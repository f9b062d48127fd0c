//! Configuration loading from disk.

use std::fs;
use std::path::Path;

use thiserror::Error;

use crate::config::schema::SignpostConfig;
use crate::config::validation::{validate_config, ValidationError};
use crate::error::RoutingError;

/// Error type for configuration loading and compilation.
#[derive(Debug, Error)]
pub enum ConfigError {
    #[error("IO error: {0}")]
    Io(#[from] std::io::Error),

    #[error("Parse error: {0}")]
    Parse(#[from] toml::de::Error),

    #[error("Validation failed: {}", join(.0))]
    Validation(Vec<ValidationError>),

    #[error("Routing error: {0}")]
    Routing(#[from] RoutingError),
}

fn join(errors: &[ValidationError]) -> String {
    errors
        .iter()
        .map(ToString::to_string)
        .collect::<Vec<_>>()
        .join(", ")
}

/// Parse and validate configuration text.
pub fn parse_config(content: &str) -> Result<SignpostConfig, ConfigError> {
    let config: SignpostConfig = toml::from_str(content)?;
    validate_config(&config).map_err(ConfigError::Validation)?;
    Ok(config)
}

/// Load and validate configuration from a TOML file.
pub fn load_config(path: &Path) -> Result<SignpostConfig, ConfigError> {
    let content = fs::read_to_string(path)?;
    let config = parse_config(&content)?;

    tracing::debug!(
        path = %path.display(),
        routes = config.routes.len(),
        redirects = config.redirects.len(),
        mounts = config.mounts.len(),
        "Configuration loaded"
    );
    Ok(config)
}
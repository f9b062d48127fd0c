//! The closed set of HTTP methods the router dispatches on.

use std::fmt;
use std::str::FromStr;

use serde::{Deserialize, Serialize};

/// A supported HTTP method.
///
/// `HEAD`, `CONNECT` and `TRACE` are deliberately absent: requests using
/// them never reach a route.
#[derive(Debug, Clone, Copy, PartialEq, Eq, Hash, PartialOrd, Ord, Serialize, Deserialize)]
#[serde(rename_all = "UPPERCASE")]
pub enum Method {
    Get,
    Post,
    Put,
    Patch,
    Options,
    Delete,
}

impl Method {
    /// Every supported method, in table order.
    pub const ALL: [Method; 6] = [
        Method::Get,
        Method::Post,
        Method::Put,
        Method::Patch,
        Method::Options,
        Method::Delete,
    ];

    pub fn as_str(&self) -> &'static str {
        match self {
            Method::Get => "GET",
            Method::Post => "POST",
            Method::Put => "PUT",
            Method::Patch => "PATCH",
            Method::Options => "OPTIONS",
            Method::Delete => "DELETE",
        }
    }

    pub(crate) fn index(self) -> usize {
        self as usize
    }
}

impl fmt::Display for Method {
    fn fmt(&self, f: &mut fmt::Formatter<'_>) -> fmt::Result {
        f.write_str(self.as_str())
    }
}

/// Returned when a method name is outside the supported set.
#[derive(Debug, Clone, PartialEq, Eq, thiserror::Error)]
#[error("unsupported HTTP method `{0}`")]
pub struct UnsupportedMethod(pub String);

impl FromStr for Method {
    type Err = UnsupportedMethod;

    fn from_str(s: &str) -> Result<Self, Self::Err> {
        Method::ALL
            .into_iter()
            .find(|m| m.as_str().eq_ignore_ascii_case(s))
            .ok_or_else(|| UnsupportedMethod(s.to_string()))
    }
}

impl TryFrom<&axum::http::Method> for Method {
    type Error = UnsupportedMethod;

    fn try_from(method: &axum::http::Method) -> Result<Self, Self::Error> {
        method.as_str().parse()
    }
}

________________________________________

EXERCISE:
After locating the line with "self as usize" in the material above, return it and each line after it exactly, ending at the line with "pub struct UnsupportedMethod(pub String);".

PROBLEM SOLUTION:
        self as usize
    }
}

impl fmt::Display for Method {
    fn fmt(&self, f: &mut fmt::Formatter<'_>) -> fmt::Result {
        f.write_str(self.as_str())
    }
}

/// Returned when a method name is outside the supported set.
#[derive(Debug, Clone, PartialEq, Eq, thiserror::Error)]
#[error("unsupported HTTP method `{0}`")]
pub struct UnsupportedMethod(pub String);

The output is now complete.